I recently had an opportunity to talk about allergies with a nurse practitioner and found what she had to say informative and soothing. I have written about my allergiest experience from years ago and still think that was just awful. He was adamant that anytime there is the slightest indication of a reaction, use the Epipen. Whether it’s a hive a mouth itch, anything. I liked what the nurse practitioner had to say.
She assured me that it will be clear when an Epipen should be utilized. It’s not necessary in all cases, for instance if someone’s mouth is itchy but there are no indicators of hampered breathing. Heck, my mouth itches when I eat too much pineapple, but I’ve never had trouble breathing. If there is excessive coughing or gasping, that means trouble breathing, so does excessive drooling, a symptom I wasn’t aware of. I guess drooling makes sense, if you can’t swallow, you can’t breathe.
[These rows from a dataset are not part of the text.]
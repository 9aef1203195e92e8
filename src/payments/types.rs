use bigdecimal::{BigDecimal, FromPrimitive};
use serde::{Deserialize, Serialize};
use serde_json::Value as JsonValue;
use std::str::FromStr;

use crate::payments::error::{PaymentError, PaymentResult};

/// Request for a payment push to a subscriber's handset. `phone_number`
/// must already be normalized and `reference` is the voucher code the
/// confirmation callback has to echo back.
#[derive(Debug, Clone, Serialize, Deserialize)]
pub struct PushRequest {
    pub phone_number: String,
    pub amount: BigDecimal,
    pub reference: String,
    pub description: String,
}

impl PushRequest {
    pub fn validate(&self) -> PaymentResult<()> {
        if self.amount <= BigDecimal::from(0) {
            return Err(PaymentError::Validation {
                message: "amount must be greater than zero".to_string(),
                field: Some("amount".to_string()),
            });
        }
        if self.reference.trim().is_empty() {
            return Err(PaymentError::Validation {
                message: "reference is required".to_string(),
                field: Some("reference".to_string()),
            });
        }
        Ok(())
    }
}

/// Provider acknowledgment that the push was accepted for processing.
/// This is NOT a payment outcome; the outcome arrives on the callback.
#[derive(Debug, Clone, Serialize, Deserialize)]
pub struct PushAck {
    pub merchant_request_id: String,
    pub checkout_request_id: String,
    pub response_description: Option<String>,
}

/// Bearer credential from the provider identity endpoint. Daraja returns
/// `expires_in` as a string.
#[derive(Debug, Clone, Deserialize)]
pub struct AccessCredential {
    pub access_token: String,
    #[serde(default)]
    pub expires_in: Option<String>,
}

/// A payment-confirmation callback reduced to the fields the lifecycle
/// manager needs. `reference` is the voucher code echoed back from the
/// push's AccountReference; metadata items are matched by name, never by
/// positional index.
#[derive(Debug, Clone, PartialEq)]
pub struct CallbackPayload {
    pub result_code: i64,
    pub result_desc: Option<String>,
    pub reference: String,
    pub amount: Option<BigDecimal>,
    pub receipt: Option<String>,
}

impl CallbackPayload {
    pub fn is_success(&self) -> bool {
        self.result_code == 0
    }

    /// Parses a provider callback body. Accepts both the Daraja envelope
    /// (`Body.stkCallback`) and a flat object carrying the same fields.
    pub fn from_json(payload: &JsonValue) -> PaymentResult<Self> {
        let callback = payload
            .get("Body")
            .and_then(|b| b.get("stkCallback"))
            .unwrap_or(payload);

        let result_code = callback
            .get("ResultCode")
            .and_then(json_as_i64)
            .ok_or_else(|| PaymentError::MalformedCallback {
                reason: "missing ResultCode".to_string(),
            })?;

        let result_desc = callback
            .get("ResultDesc")
            .and_then(|v| v.as_str())
            .map(|v| v.to_string());

        let reference = callback
            .get("AccountReference")
            .and_then(|v| v.as_str())
            .map(|v| v.to_string())
            .or_else(|| metadata_item_str(callback, "AccountReference"))
            .filter(|v| !v.trim().is_empty())
            .ok_or_else(|| PaymentError::MalformedCallback {
                reason: "missing AccountReference".to_string(),
            })?;

        let amount = metadata_item(callback, "Amount").and_then(json_as_decimal);
        let receipt = metadata_item_str(callback, "MpesaReceiptNumber");

        Ok(Self {
            result_code,
            result_desc,
            reference,
            amount,
            receipt,
        })
    }
}

/// Looks up a `CallbackMetadata.Item` entry by its `Name` field.
fn metadata_item<'a>(callback: &'a JsonValue, name: &str) -> Option<&'a JsonValue> {
    callback
        .get("CallbackMetadata")
        .and_then(|m| m.get("Item"))
        .and_then(|items| items.as_array())
        .and_then(|items| {
            items
                .iter()
                .find(|item| item.get("Name").and_then(|n| n.as_str()) == Some(name))
        })
        .and_then(|item| item.get("Value"))
}

fn metadata_item_str(callback: &JsonValue, name: &str) -> Option<String> {
    metadata_item(callback, name)
        .and_then(|v| v.as_str())
        .map(|v| v.to_string())
}

fn json_as_i64(value: &JsonValue) -> Option<i64> {
    value
        .as_i64()
        .or_else(|| value.as_str().and_then(|s| s.parse::<i64>().ok()))
}

fn json_as_decimal(value: &JsonValue) -> Option<BigDecimal> {
    match value {
        JsonValue::Number(n) => {
            if let Some(i) = n.as_i64() {
                Some(BigDecimal::from(i))
            } else {
                n.as_f64().and_then(BigDecimal::from_f64)
            }
        }
        JsonValue::String(s) => BigDecimal::from_str(s).ok(),
        _ => None,
    }
}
Benadryl is recommended. If itchiness or hives occur, give Benadryl and continue it for a couple of days around the clock. The allergen can still be in the system and it’s possible for symptoms to manifest a day or two later after it is ingested. For instance, as the allergen is digested, stomach problems can occur, like nausea or vomiting, which could be hours or days later.
Indigestion is possible, too. An allergen is something your body doesn’t agree with, so symptoms like burping and acid reflux can occur. Again, the danger signs to look for are breathing problems or a racing heart. Emergency room visits don’t hurt if you are unsure. But if breathing is compromised, don’t wait to use the Epipen first, then visit the ER.
I found her demeanor so different than the allergist’s. She was also an emergency room practitioner and had seen quite a few allergic reactions. During her talk it was clear she knew from experience what she was talking about. She was willing to look at the gray areas, the individual, rather than the simple, but frightening black and white. As I’ve said a million times before, allergies are confusing. We don’t always know what to do but maybe this will help you make a clear headed decision on treatment if you or your child does have a reaction, whether it is mild or severe.